Кончилось то, чего должно было хватить на весь век – живопись, и это было страшнее всего остального. Чтобы перенести на бумагу ужас хаоса и разрушения, требовалась нездешняя сила Мунка или Дикса. Она приходила лишь во сне, и тогда его краски полыхали гневом, сочились говном и сукровицей, но наяву все оборачивалось паскудным шаржем, и Шаламов существовал в горьком и неприкаянном безразличии, стряхивая с себя дни, как засохшую грязь. А что еще ему оставалось.
Сельская мода приходила ниоткуда и уходила в никуда. Этой осенью девки называли друг друга дурацким словом «ляха», пацаны оборачивали зубы конфетной фольгой, и все, независимо от пола, шили в райцентре клетчатый клеш от бедра. Фольга у Юрки Зудова была козырная, от «Птичьего молока» – золотистая, в тисненых звездочках, а клетчатого клеша не было, потому что родаки жопились на деньги, и он приплелся на танцы в синих штанах от школьной формы, распятый на кресте собственного убожества.
В одном углу клуба мужики вдумчиво гоняли по столу бильярдные шары; разлохмаченный конец кия был упрятан в латунную гильзу двенадцатого калибра. В другом углу Сашка Эккерман протирал одеколоном магнитофонную головку, и вокруг него толкались девки, и среди них была Наташка Андрощук.
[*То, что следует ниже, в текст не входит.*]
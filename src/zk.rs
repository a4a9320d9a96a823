//! [`CoordinationClient`] over a real ZooKeeper ensemble.
//!
//! The `zookeeper` crate is synchronous, so every call runs on tokio's
//! blocking pool. Children watches are one-shot in ZooKeeper; each installed
//! watch gets a dedicated thread that re-arms `get_children_w` after every
//! firing and diffs the child list against the previous one to produce
//! added/removed events.

use std::{
    collections::BTreeSet,
    sync::{
        atomic::{AtomicBool, Ordering},
        mpsc::{self, Receiver, RecvTimeoutError, Sender},
        Arc,
    },
    thread,
    time::Duration,
};

use async_trait::async_trait;
use tracing::{debug, error, info, warn};
use zookeeper::{WatchedEvent, ZkError, ZkResult, ZkState, ZooKeeper, ZooKeeperExt};

use crate::{
    coordination::{
        join_path, parent_of, validate_path, Acl, ChildEvent, ChildListener, CoordinationClient,
        CreateMode, StartMode,
    },
    error::{CoordError, CoordResult},
};

const REARM_RETRY: Duration = Duration::from_secs(1);
const CLOSE_POLL: Duration = Duration::from_millis(500);

pub struct ZkCoordinator {
    zk: Arc<ZooKeeper>,
    closed: Arc<AtomicBool>,
}

impl ZkCoordinator {
    /// Connects to `connect_string` (`host:port[,host:port...]`). Blocks.
    pub fn connect(connect_string: &str, session_timeout: Duration) -> CoordResult<Self> {
        let zk = ZooKeeper::connect(connect_string, session_timeout, |event: WatchedEvent| {
            debug!("ZooKeeper session event: {:?}", event);
        })
        .map_err(|e| map_zk_error("/", e))?;

        zk.add_listener(|state: ZkState| info!("ZooKeeper connection state: {:?}", state));
        info!("Connected to ZooKeeper at {}", connect_string);

        Ok(Self {
            zk: Arc::new(zk),
            closed: Arc::new(AtomicBool::new(false)),
        })
    }

    /// Ends the session. Ephemeral nodes it created are removed by the server.
    pub fn close(&self) -> CoordResult<()> {
        self.closed.store(true, Ordering::SeqCst);
        self.zk.close().map_err(|e| map_zk_error("/", e))
    }

    async fn blocking<T, F>(&self, path: &str, op: F) -> CoordResult<T>
    where
        F: FnOnce(&ZooKeeper) -> ZkResult<T> + Send + 'static,
        T: Send + 'static,
    {
        let zk = self.zk.clone();
        let path = path.to_string();
        tokio::task::spawn_blocking(move || op(&zk).map_err(|e| map_zk_error(&path, e)))
            .await
            .map_err(|e| CoordError::Backend(format!("blocking task failed: {}", e)))?
    }
}

#[async_trait]
impl CoordinationClient for ZkCoordinator {
    async fn create(
        &self,
        path: &str,
        mode: CreateMode,
        acl: Acl,
        create_parents: bool,
    ) -> CoordResult<String> {
        validate_path(path)?;
        let node = path.to_string();

        self.blocking(path, move |zk| {
            if create_parents {
                if let Some(parent) = parent_of(&node).filter(|p| *p != "/") {
                    zk.ensure_path(parent)?;
                }
            }
            zk.create(&node, Vec::new(), zk_acl(acl), zk_mode(mode))
        })
        .await
    }

    async fn delete(&self, path: &str) -> CoordResult<()> {
        validate_path(path)?;
        let node = path.to_string();
        self.blocking(path, move |zk| zk.delete(&node, None)).await
    }

    async fn exists(&self, path: &str) -> CoordResult<bool> {
        validate_path(path)?;
        let node = path.to_string();
        self.blocking(path, move |zk| zk.exists(&node, false).map(|stat| stat.is_some()))
            .await
    }

    async fn watch_children(
        &self,
        path: &str,
        start: StartMode,
        listener: ChildListener,
    ) -> CoordResult<()> {
        validate_path(path)?;
        let zk = self.zk.clone();
        let closed = self.closed.clone();
        let node = path.to_string();

        tokio::task::spawn_blocking(move || start_watch(zk, closed, node, start, listener))
            .await
            .map_err(|e| CoordError::Backend(format!("blocking task failed: {}", e)))?
    }
}

fn start_watch(
    zk: Arc<ZooKeeper>,
    closed: Arc<AtomicBool>,
    path: String,
    start: StartMode,
    listener: ChildListener,
) -> CoordResult<()> {
    let (tx, rx) = mpsc::channel();
    let initial = arm(&zk, &path, &tx).map_err(|e| map_zk_error(&path, e))?;

    if start == StartMode::ReplayExisting {
        for child in &initial {
            listener(ChildEvent::added(child.as_str()));
        }
    }

    let watched = path.clone();
    thread::Builder::new()
        .name("zk-children-watch".to_string())
        .spawn(move || watch_loop(zk, closed, watched, initial, listener, tx, rx))
        .map_err(|e| CoordError::Backend(format!("failed to spawn watch thread: {}", e)))?;

    info!("Installed ZooKeeper children watch on {}", path);
    Ok(())
}

/// Sets a one-shot watch on the children of `path` and returns their full
/// paths. A missing node is watched for creation instead.
fn arm(zk: &ZooKeeper, path: &str, tx: &Sender<WatchedEvent>) -> ZkResult<BTreeSet<String>> {
    let children_tx = tx.clone();
    match zk.get_children_w(path, move |event: WatchedEvent| {
        let _ = children_tx.send(event);
    }) {
        Ok(children) => Ok(children.iter().map(|c| join_path(path, c)).collect()),
        Err(ZkError::NoNode) => {
            let exists_tx = tx.clone();
            match zk.exists_w(path, move |event: WatchedEvent| {
                let _ = exists_tx.send(event);
            })? {
                // Created between the two calls.
                Some(_) => arm(zk, path, tx),
                None => Ok(BTreeSet::new()),
            }
        }
        Err(e) => Err(e),
    }
}

fn watch_loop(
    zk: Arc<ZooKeeper>,
    closed: Arc<AtomicBool>,
    path: String,
    mut known: BTreeSet<String>,
    listener: ChildListener,
    tx: Sender<WatchedEvent>,
    rx: Receiver<WatchedEvent>,
) {
    while let Some(event) = next_event(&rx, &closed, CLOSE_POLL) {
        if closed.load(Ordering::SeqCst) {
            break;
        }
        debug!("Children watch on {} fired: {:?}", path, event);

        let current = loop {
            match arm(&zk, &path, &tx) {
                Ok(current) => break Some(current),
                Err(ZkError::SessionExpired) => break None,
                Err(_) if closed.load(Ordering::SeqCst) => break None,
                Err(e) => {
                    warn!("Failed to re-arm children watch on {}: {:?}", path, e);
                    thread::sleep(REARM_RETRY);
                }
            }
        };

        let Some(current) = current else {
            error!("Children watch on {} stopped: session ended", path);
            break;
        };

        for change in diff_children(&known, &current) {
            listener(change);
        }
        known = current;
    }
    debug!("Children watch thread for {} exiting", path);
}

/// Waits for the next watch firing. Returns `None` once the client is closed,
/// checking the flag every `tick` since the loop holds a sender of its own.
fn next_event<T>(rx: &Receiver<T>, closed: &AtomicBool, tick: Duration) -> Option<T> {
    loop {
        match rx.recv_timeout(tick) {
            Ok(event) => return Some(event),
            Err(RecvTimeoutError::Timeout) if closed.load(Ordering::SeqCst) => return None,
            Err(RecvTimeoutError::Timeout) => continue,
            Err(RecvTimeoutError::Disconnected) => return None,
        }
    }
}

/// Removals first, then additions, each in path order.
fn diff_children(before: &BTreeSet<String>, after: &BTreeSet<String>) -> Vec<ChildEvent> {
    before
        .difference(after)
        .map(|p| ChildEvent::removed(p.as_str()))
        .chain(after.difference(before).map(|p| ChildEvent::added(p.as_str())))
        .collect()
}

fn zk_mode(mode: CreateMode) -> zookeeper::CreateMode {
    match mode {
        CreateMode::Ephemeral => zookeeper::CreateMode::Ephemeral,
        CreateMode::Persistent => zookeeper::CreateMode::Persistent,
    }
}

fn zk_acl(acl: Acl) -> Vec<zookeeper::Acl> {
    match acl {
        Acl::OpenUnsafe => zookeeper::Acl::open_unsafe().clone(),
        Acl::CreatorAll => zookeeper::Acl::creator_all().clone(),
        Acl::ReadUnsafe => zookeeper::Acl::read_unsafe().clone(),
    }
}

fn map_zk_error(path: &str, err: ZkError) -> CoordError {
    let path = path.to_string();
    match err {
        ZkError::NodeExists => CoordError::NodeExists { path },
        ZkError::NoNode => CoordError::NoNode { path },
        ZkError::NotEmpty => CoordError::NotEmpty { path },
        ZkError::NoChildrenForEphemerals => CoordError::NoChildrenForEphemerals { path },
        ZkError::SessionExpired => CoordError::SessionExpired,
        ZkError::ConnectionLoss | ZkError::OperationTimeout => {
            CoordError::ConnectionLoss(format!("{:?}", err))
        }
        other => CoordError::Backend(format!("{:?} at {}", other, path)),
    }
}
#![no_main]
use libfuzzer_sys::fuzz_target;
use zklock::coordination::validate_path;
use zklock::models::validate_lock_key;

fuzz_target!(|data: &[u8]| {
    if let Ok(s) = std::str::from_utf8(data) {
        // Any accepted key must form a valid node path under the root.
        if validate_lock_key(s).is_ok() {
            assert!(validate_path(&format!("/rootlock/{}", s)).is_ok());
        }
    }
});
У Наташки тоже не было клетчатых штанов. Она вечно поворачивалась к миру задницей, чтобы все оценили скрипичные, как по лекалу, линии ее фигуры, округлость точеных ягодиц, упакованных в туго натянутую джинсу, клепки, строчку в виде буквы «м» и орла, растопырившего крылья во всю лайбу. Под черной водолазкой угадывалась застежка лифчика, и Юрка вспомнил, как Наташка на перемене выебывалась: да, мадэ ин Франсэ, совсем прозрачный, да, на косточках, та-акой, блин, угарный, «Коринна» называется, пошли в туалет, ляха, покажу.
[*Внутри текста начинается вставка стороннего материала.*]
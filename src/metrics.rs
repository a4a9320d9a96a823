use serde_json::{json, Value};
use std::sync::atomic::{AtomicU64, Ordering};
use std::sync::Arc;
use std::time::Instant;

// Upper bounds in milliseconds. Lock requests block while contended, so the
// upper buckets are wide.
const BUCKET_BOUNDS_MS: [f64; 8] = [1.0, 5.0, 10.0, 50.0, 100.0, 1_000.0, 10_000.0, f64::INFINITY];

#[derive(Default)]
pub struct EndpointMetrics {
    count: AtomicU64,
    total_duration_ms: AtomicU64,
    errors: AtomicU64,
    max_ms: AtomicU64,
    buckets: [AtomicU64; 8],
}

#[derive(Debug)]
pub struct EndpointSnapshot {
    pub count: u64,
    pub avg_ms: f64,
    pub p50_ms: f64,
    pub p99_ms: f64,
    pub errors: u64,
    pub max_ms: u64,
}

impl EndpointMetrics {
    pub fn record(&self, duration_ms: f64, is_error: bool) {
        self.count.fetch_add(1, Ordering::Relaxed);
        self.total_duration_ms
            .fetch_add(duration_ms as u64, Ordering::Relaxed);
        self.max_ms.fetch_max(duration_ms as u64, Ordering::Relaxed);
        if is_error {
            self.errors.fetch_add(1, Ordering::Relaxed);
        }

        let bucket = BUCKET_BOUNDS_MS
            .iter()
            .position(|bound| duration_ms <= *bound)
            .unwrap_or(BUCKET_BOUNDS_MS.len() - 1);
        self.buckets[bucket].fetch_add(1, Ordering::Relaxed);
    }

    pub fn snapshot(&self) -> EndpointSnapshot {
        let count = self.count.load(Ordering::Relaxed);
        let total = self.total_duration_ms.load(Ordering::Relaxed);
        let counts: Vec<u64> = self
            .buckets
            .iter()
            .map(|b| b.load(Ordering::Relaxed))
            .collect();

        EndpointSnapshot {
            count,
            avg_ms: if count > 0 { total as f64 / count as f64 } else { 0.0 },
            p50_ms: percentile(&counts, count, 0.50),
            p99_ms: percentile(&counts, count, 0.99),
            errors: self.errors.load(Ordering::Relaxed),
            max_ms: self.max_ms.load(Ordering::Relaxed),
        }
    }
}

/// Counters for the lock service: HTTP endpoints plus lock-protocol events.
pub struct Metrics {
    pub start_time: Instant,
    pub lock: EndpointMetrics,
    pub release: EndpointMetrics,
    pub status: EndpointMetrics,
    pub total_requests: AtomicU64,
    pub acquisitions: AtomicU64,
    pub failed_attempts: AtomicU64,
    pub wakeups: AtomicU64,
    pub releases: AtomicU64,
    pub release_failures: AtomicU64,
    pub removal_events: AtomicU64,
}

impl Default for Metrics {
    fn default() -> Self {
        Self {
            start_time: Instant::now(),
            lock: EndpointMetrics::default(),
            release: EndpointMetrics::default(),
            status: EndpointMetrics::default(),
            total_requests: AtomicU64::new(0),
            acquisitions: AtomicU64::new(0),
            failed_attempts: AtomicU64::new(0),
            wakeups: AtomicU64::new(0),
            releases: AtomicU64::new(0),
            release_failures: AtomicU64::new(0),
            removal_events: AtomicU64::new(0),
        }
    }
}

impl Metrics {
    pub fn new() -> Arc<Self> {
        Arc::new(Self::default())
    }

    pub fn record_request(&self, endpoint: &str, duration_ms: f64, is_error: bool) {
        self.total_requests.fetch_add(1, Ordering::Relaxed);

        let endpoint_metrics = match endpoint {
            "lock" => &self.lock,
            "release" => &self.release,
            "status" => &self.status,
            _ => return,
        };
        endpoint_metrics.record(duration_ms, is_error);
    }

    pub fn record_lock_event(&self, event: LockEvent) {
        let counter = match event {
            LockEvent::Acquired => &self.acquisitions,
            LockEvent::FailedAttempt => &self.failed_attempts,
            LockEvent::Wakeup => &self.wakeups,
            LockEvent::Released => &self.releases,
            LockEvent::ReleaseFailed => &self.release_failures,
            LockEvent::RemovalObserved => &self.removal_events,
        };
        counter.fetch_add(1, Ordering::Relaxed);
    }

    pub fn snapshot(&self) -> Value {
        let uptime = self.start_time.elapsed().as_secs();

        json!({
            "uptime_seconds": uptime,
            "total_requests": self.total_requests.load(Ordering::Relaxed),
            "endpoints": {
                "lock": endpoint_to_json(&self.lock.snapshot()),
                "release": endpoint_to_json(&self.release.snapshot()),
                "status": endpoint_to_json(&self.status.snapshot()),
            },
            "locks": {
                "acquisitions": self.acquisitions.load(Ordering::Relaxed),
                "failed_attempts": self.failed_attempts.load(Ordering::Relaxed),
                "wakeups": self.wakeups.load(Ordering::Relaxed),
                "releases": self.releases.load(Ordering::Relaxed),
                "release_failures": self.release_failures.load(Ordering::Relaxed),
                "removal_events": self.removal_events.load(Ordering::Relaxed),
            }
        })
    }
}

#[derive(Debug, Clone, Copy, PartialEq, Eq)]
pub enum LockEvent {
    Acquired,
    FailedAttempt,
    Wakeup,
    Released,
    ReleaseFailed,
    RemovalObserved,
}

fn endpoint_to_json(snapshot: &EndpointSnapshot) -> Value {
    json!({
        "count": snapshot.count,
        "avg_ms": format!("{:.1}", snapshot.avg_ms),
        "p50_ms": snapshot.p50_ms,
        "p99_ms": snapshot.p99_ms,
        "errors": snapshot.errors,
        "max_ms": snapshot.max_ms,
    })
}

fn percentile(bucket_counts: &[u64], total: u64, quantile: f64) -> f64 {
    if total == 0 {
        return 0.0;
    }
    let target = ((total as f64 * quantile).ceil() as u64).max(1);
    let mut cumulative = 0;
    for (i, count) in bucket_counts.iter().enumerate() {
        cumulative += count;
        if cumulative >= target {
            return BUCKET_BOUNDS_MS[i];
        }
    }
    BUCKET_BOUNDS_MS[BUCKET_BOUNDS_MS.len() - 1]
}
use crate::{
    coordination::{Acl, ChildListener, CoordinationClient, CreateMode, StartMode},
    error::{CoordError, CoordResult},
    models::Session,
    store::MemoryEnsemble,
};
use async_trait::async_trait;
use chrono::{DateTime, Utc};
use std::time::Duration;
use tokio::{task::JoinHandle, time};
use tracing::{debug, info, warn};
use uuid::Uuid;

const MIN_TTL: u32 = 10;
const MAX_TTL: u32 = 300;
const DEFAULT_TTL: u32 = 60;

impl MemoryEnsemble {
    /// Opens a new session. The TTL is clamped to 10..=300 seconds.
    pub fn connect(&self, ttl_seconds: Option<u32>) -> MemorySession {
        let ttl = clamp_ttl(ttl_seconds);
        let now = Utc::now();
        let session = Session {
            id: Uuid::new_v4(),
            ttl_seconds: ttl,
            expires_at: now + chrono::Duration::seconds(ttl as i64),
            created_at: now,
        };
        let id = session.id;
        self.inner.sessions.insert(id, session);

        info!("Session opened: {} (ttl {}s)", id, ttl);
        MemorySession {
            ensemble: self.clone(),
            id,
        }
    }

    pub fn keepalive(&self, session_id: Uuid) -> CoordResult<DateTime<Utc>> {
        let mut entry = self
            .inner
            .sessions
            .get_mut(&session_id)
            .ok_or(CoordError::SessionExpired)?;

        let session = entry.value_mut();
        if session.is_expired() {
            drop(entry);
            self.expire_session(session_id);
            return Err(CoordError::SessionExpired);
        }

        let new_expires = Utc::now() + chrono::Duration::seconds(session.ttl_seconds as i64);
        session.expires_at = new_expires;

        debug!("Session keepalive: {} new expiry {}", session_id, new_expires);
        Ok(new_expires)
    }

    /// Ends a session explicitly, removing its watches and ephemeral nodes.
    pub fn close_session(&self, session_id: Uuid) -> CoordResult<()> {
        if self.inner.sessions.remove(&session_id).is_none() {
            return Err(CoordError::SessionExpired);
        }
        self.remove_session_watches(session_id);
        let removed = self.remove_session_nodes(session_id);
        info!(
            "Session closed: {} ({} ephemeral nodes removed)",
            session_id,
            removed.len()
        );
        Ok(())
    }

    pub fn get_session(&self, session_id: Uuid) -> Option<Session> {
        self.inner
            .sessions
            .get(&session_id)
            .map(|entry| entry.value().clone())
    }

    pub fn session_count(&self) -> usize {
        self.inner.sessions.len()
    }

    pub fn start_expiry_task(self) -> JoinHandle<()> {
        tokio::spawn(async move {
            let mut interval = time::interval(Duration::from_secs(5));
            info!("Started session expiry background task (5s interval)");

            loop {
                interval.tick().await;
                self.cleanup_expired_sessions();
            }
        })
    }

    pub(crate) fn cleanup_expired_sessions(&self) -> usize {
        let now = Utc::now();
        let expired: Vec<Uuid> = self
            .inner
            .sessions
            .iter()
            .filter(|entry| entry.value().expires_at <= now)
            .map(|entry| *entry.key())
            .collect();

        for session_id in &expired {
            self.expire_session(*session_id);
        }
        expired.len()
    }

    fn expire_session(&self, session_id: Uuid) {
        if self.inner.sessions.remove(&session_id).is_some() {
            self.remove_session_watches(session_id);
            let removed = self.remove_session_nodes(session_id);
            warn!(
                "Session expired: {} ({} ephemeral nodes removed)",
                session_id,
                removed.len()
            );
        }
    }
}

fn clamp_ttl(ttl: Option<u32>) -> u32 {
    ttl.unwrap_or(DEFAULT_TTL).clamp(MIN_TTL, MAX_TTL)
}

/// A connection to a [`MemoryEnsemble`]. Ephemeral nodes created through it
/// are removed when it is closed or expires.
#[derive(Clone)]
pub struct MemorySession {
    ensemble: MemoryEnsemble,
    id: Uuid,
}

impl MemorySession {
    pub fn session_id(&self) -> Uuid {
        self.id
    }

    pub fn ensemble(&self) -> &MemoryEnsemble {
        &self.ensemble
    }

    pub fn keepalive(&self) -> CoordResult<DateTime<Utc>> {
        self.ensemble.keepalive(self.id)
    }

    pub fn close(&self) -> CoordResult<()> {
        self.ensemble.close_session(self.id)
    }

    /// Heartbeats at half the session TTL until the session is gone.
    pub fn start_keepalive_task(&self) -> JoinHandle<()> {
        let session = self.clone();
        let ttl = self
            .ensemble
            .get_session(self.id)
            .map(|s| s.ttl_seconds)
            .unwrap_or(DEFAULT_TTL);
        let period = Duration::from_secs(u64::from((ttl / 2).max(1)));

        tokio::spawn(async move {
            let mut interval = time::interval(period);
            interval.tick().await;
            loop {
                interval.tick().await;
                if let Err(e) = session.keepalive() {
                    warn!("Stopping keepalive for session {}: {}", session.id, e);
                    break;
                }
            }
        })
    }

    fn ensure_alive(&self) -> CoordResult<()> {
        match self.ensemble.get_session(self.id) {
            Some(session) if !session.is_expired() => Ok(()),
            Some(_) => {
                self.ensemble.expire_session(self.id);
                Err(CoordError::SessionExpired)
            }
            None => Err(CoordError::SessionExpired),
        }
    }
}

#[async_trait]
impl CoordinationClient for MemorySession {
    async fn create(
        &self,
        path: &str,
        mode: CreateMode,
        acl: Acl,
        create_parents: bool,
    ) -> CoordResult<String> {
        self.ensure_alive()?;
        self.ensemble
            .create_node(self.id, path, mode, acl, create_parents)
    }

    async fn delete(&self, path: &str) -> CoordResult<()> {
        self.ensure_alive()?;
        self.ensemble.delete_node(path)
    }

    async fn exists(&self, path: &str) -> CoordResult<bool> {
        self.ensure_alive()?;
        self.ensemble.node_exists(path)
    }

    async fn watch_children(
        &self,
        path: &str,
        start: StartMode,
        listener: ChildListener,
    ) -> CoordResult<()> {
        self.ensure_alive()?;
        self.ensemble
            .add_children_watch(self.id, path, start, listener)
    }
}
use std::sync::Arc;

use axum::{
    extract::State,
    http::{header, StatusCode},
    response::{Html, IntoResponse},
    routing::get,
    Json, Router,
};
use tower_http::{cors::CorsLayer, trace::TraceLayer};

use crate::bootstrap::BootstrapStatus;
use crate::locks::{self, LockManager};
use crate::metrics::Metrics;

// Embedded OpenAPI document
const OPENAPI_SPEC: &str = include_str!("../openapi.yaml");

#[derive(Clone)]
pub struct AppState {
    pub lock_manager: LockManager,
    pub bootstrap: BootstrapStatus,
    pub metrics: Arc<Metrics>,
}

pub fn router(state: AppState) -> Router {
    Router::new()
        // Lock routes
        .route("/lock", get(locks::lock))
        .route("/release", get(locks::release))
        .route("/status", get(locks::status))
        // Documentation routes
        .route("/openapi.yaml", get(openapi_spec))
        .route("/docs", get(api_docs))
        // Operational routes
        .route("/health", get(health_check))
        .route("/metrics", get(metrics_snapshot))
        .layer(TraceLayer::new_for_http())
        .layer(CorsLayer::permissive())
        .with_state(state)
}

async fn health_check(State(state): State<AppState>) -> impl IntoResponse {
    if state.bootstrap.is_healthy() {
        (StatusCode::OK, "OK")
    } else {
        (StatusCode::SERVICE_UNAVAILABLE, "DEGRADED")
    }
}

async fn metrics_snapshot(State(state): State<AppState>) -> impl IntoResponse {
    Json(state.metrics.snapshot())
}

async fn openapi_spec() -> impl IntoResponse {
    ([(header::CONTENT_TYPE, "application/yaml")], OPENAPI_SPEC)
}

// Scalar API reference page backed by /openapi.yaml
async fn api_docs() -> impl IntoResponse {
    let html_content = r#"<!DOCTYPE html>
<html>
<head>
    <title>zklock API Documentation</title>
    <meta charset="utf-8" />
    <meta name="viewport" content="width=device-width, initial-scale=1" />
</head>
<body>
    <script
        id="api-reference"
        data-url="/openapi.yaml"
        src="https://cdn.jsdelivr.net/npm/@scalar/api-reference">
    </script>
</body>
</html>"#;

    Html(html_content)
}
Юрка остановился в двух шагах от нее и позвал: слышь, Наташа… Наталья Вячеславовна, и почаще, бросила она через плечо. Он повторил: Наташа, ну пожалуйста. Я, блин, шестнадцать лет Наташа, чё надо? Поговорить, попросил он. Они отошли в сторону, но тут Сашка Эккерман кончил свою подлую работу, зацокали копытцами первые такты «Hands Up», и девки крикнули: ляха, да вяжи ты с ним, пошли танцевать – «Хенза»! Она сказала: короче, сблевыш, ты заманал в сардельку, тут без сопливых скользко, короче, пошел ты знаешь куда? Он вспомнил квадратные плечи милицейского курсанта, нависшие над Наташкой, и, ошеломленный страшной догадкой, пробормотал: ты лучше знаешь, раз там побывала. Пощечина оказалась звонкой и болезненной.
Юрка, не зная, куда себя девать, потолкался возле зеленого стола, послушал серьезный мужской разговор. Чё, братан, бортанула лярва крашеная, сказал Валерка, с ними не так надо, им душевность до пизды. Не ссы, наверстаешь, сказал Серега, не бери в голову. Бери в рот, заключил Мишка, и все довольно заржали.
Он волочил бетонные ноги по деревянному тротуару, повторяя про себя: с-ними-не-так-надо, с-ними-не-так-надо. Чужая, извне пришедшая воля скрутила его тело в неподатливый узел и наполнила вены бешенством, – не обжигающим и скороспелым, а холодным и тягучим, которое вдесятеро страшнее.